Angélica fala de pressão estética, e especialista solta verdade dura sobre envelhecer

Recentemente, no programa Angélica Ao Vivo, a apresentadora decidiu abrir o coração e fazer uma reflexão sobre aparência, envelhecimento e a forma como as pessoas comentam, sem pudor algum, o rosto das mulheres públicas. Nos últimos dias, um boato viralizou nas redes sociais dizendo que Angélica teria feito harmonização facial — um rumor que ganhou força como tantos outros que surgem a cada semana na internet, onde todo mundo parece especialista em rosto alheio.

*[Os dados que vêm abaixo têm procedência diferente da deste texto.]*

//! SeaORM entities, one module per table.

pub mod plot_activity;
pub mod sensor_reading;
pub mod sim_card;
pub mod sim_payment;
pub mod station;
pub mod station_image;
pub mod user;
pub mod weather_forecast;

pub mod prelude {
    pub use super::user::Entity as User;
    pub use super::user::Model as UserModel;
    pub use super::user::ActiveModel as UserActiveModel;
    pub use super::user::Column as UserColumn;

    pub use super::station::Entity as Station;
    pub use super::station::Model as StationModel;
    pub use super::station::ActiveModel as StationActiveModel;
    pub use super::station::Column as StationColumn;

    pub use super::sensor_reading::Entity as SensorReading;
    pub use super::sensor_reading::Model as SensorReadingModel;
    pub use super::sensor_reading::ActiveModel as SensorReadingActiveModel;
    pub use super::sensor_reading::Column as SensorReadingColumn;

    pub use super::station_image::Entity as StationImage;
    pub use super::station_image::Model as StationImageModel;
    pub use super::station_image::ActiveModel as StationImageActiveModel;
    pub use super::station_image::Column as StationImageColumn;

    pub use super::plot_activity::Entity as PlotActivity;
    pub use super::plot_activity::Model as PlotActivityModel;
    pub use super::plot_activity::ActiveModel as PlotActivityActiveModel;
    pub use super::plot_activity::Column as PlotActivityColumn;

    pub use super::sim_card::Entity as SimCard;
    pub use super::sim_card::Model as SimCardModel;
    pub use super::sim_card::ActiveModel as SimCardActiveModel;
    pub use super::sim_card::Column as SimCardColumn;

    pub use super::sim_payment::Entity as SimPayment;
    pub use super::sim_payment::Model as SimPaymentModel;
    pub use super::sim_payment::ActiveModel as SimPaymentActiveModel;
    pub use super::sim_payment::Column as SimPaymentColumn;

    pub use super::weather_forecast::Entity as WeatherForecast;
    pub use super::weather_forecast::Model as WeatherForecastModel;
    pub use super::weather_forecast::ActiveModel as WeatherForecastActiveModel;
    pub use super::weather_forecast::Column as WeatherForecastColumn;
}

Angélica, sem rodeios, negou o procedimento. “Fiquei sabendo pelas redes sociais que fiz harmonização facial. Não, eu não fiz. Poderia ter feito, por que não? Sou uma mulher de 52 anos, com todo o privilégio de poder me cuidar, não escondo isso de ninguém. Agora, o que me espanta é abrir as redes e ver todo santo dia mulher sendo analisada, né?”, disparou. A fala rapidamente ganhou destaque, até porque toca em algo que parece eterno: a cobrança para que mulheres envelheçam do jeito “certo”, seja lá o que isso significa.

Ela seguiu seu raciocínio, trazendo uma reflexão que muita gente sente na pele: “Ou você é criticada porque envelheceu, ou porque não está tão velha como as pessoas esperam. Então é isso, tá gente?”. É quase um desabafo, e ao mesmo tempo um retrato fiel das discussões que dominam a internet — onde a mesma foto pode gerar comentários dizendo que a pessoa está “acabada” e, simultaneamente, que está “mexida demais”.

Para aprofundar o assunto, a CARAS Brasil ouviu o cirurgião-plástico Dr. Nicola Biancardi, que lida diariamente com pacientes que chegam carregando um pouco de tudo: expectativas próprias, pressões externas e aquela sensação de que precisam fazer algo para continuar sendo aceitas. Perguntamos se essa cobrança social realmente influencia na hora de buscar uma intervenção estética. A resposta foi direta: sim, e muito.

“A pressão estética sobre mulheres acima dos 50 anos é silenciosa, mas extremamente presente. Muitas chegam ao consultório carregando não apenas suas próprias inseguranças, mas o peso de olhares externos: da família, do trabalho, das redes sociais. Existe uma cobrança cultural para ‘envelhecer bem’, que muitas vezes se transforma em ‘não envelhecer’”, explica o médico. É o tipo de frase que resume uma época em que filtros, comparações e “padrões” se renovam todo mês — e alimentam uma sensação permanente de inadequação.

Segundo ele, a maioria das mulheres não quer simplesmente parecer mais jovem. Querem manter quem são, a própria identidade, a expressão que conta sua história. “Meu papel como cirurgião é separar o que é desejo real da paciente do que é imposição externa — e conduzir a um resultado que respeite sua história, sua fase de vida e sua naturalidade”, afirma.

O médico destaca ainda que, hoje, a naturalidade virou o novo luxo — e, ao mesmo tempo, uma responsabilidade enorme. Com redes sociais atentas a qualquer mínima mudança, uma simples expressão mais descansada já vira motivo para especulação. “Às vezes, o que está ali é só a passagem do tempo”, lembra.

Para navegar por esse cenário, ele diz que o profissional precisa seguir três pilares essenciais:

  1. Planejamento individualizado — Menos produto, mais estratégia. Repor pequenos volumes, estimular colágeno e melhorar a qualidade da pele costuma trazer resultados mais elegantes e coerentes.
  2. Procedimentos conservadores — Nada de transformar a expressão. A ideia é suavizar, não redesenhar.
  3. Clareza com o paciente — Envelhecer é inevitável. Um rosto sem rugas, sem movimento, sem textura simplesmente não é natural.

No fim das contas, como resume o Dr. Nicola, “a naturalidade bem-feita é aquela que não denuncia o procedimento — apenas devolve frescor e harmonia”. Uma frase que, de certa forma, fecha o ciclo com a reflexão da própria Angélica: envelhecer é normal, e o real exagero talvez esteja no olhar de quem insiste em apontar.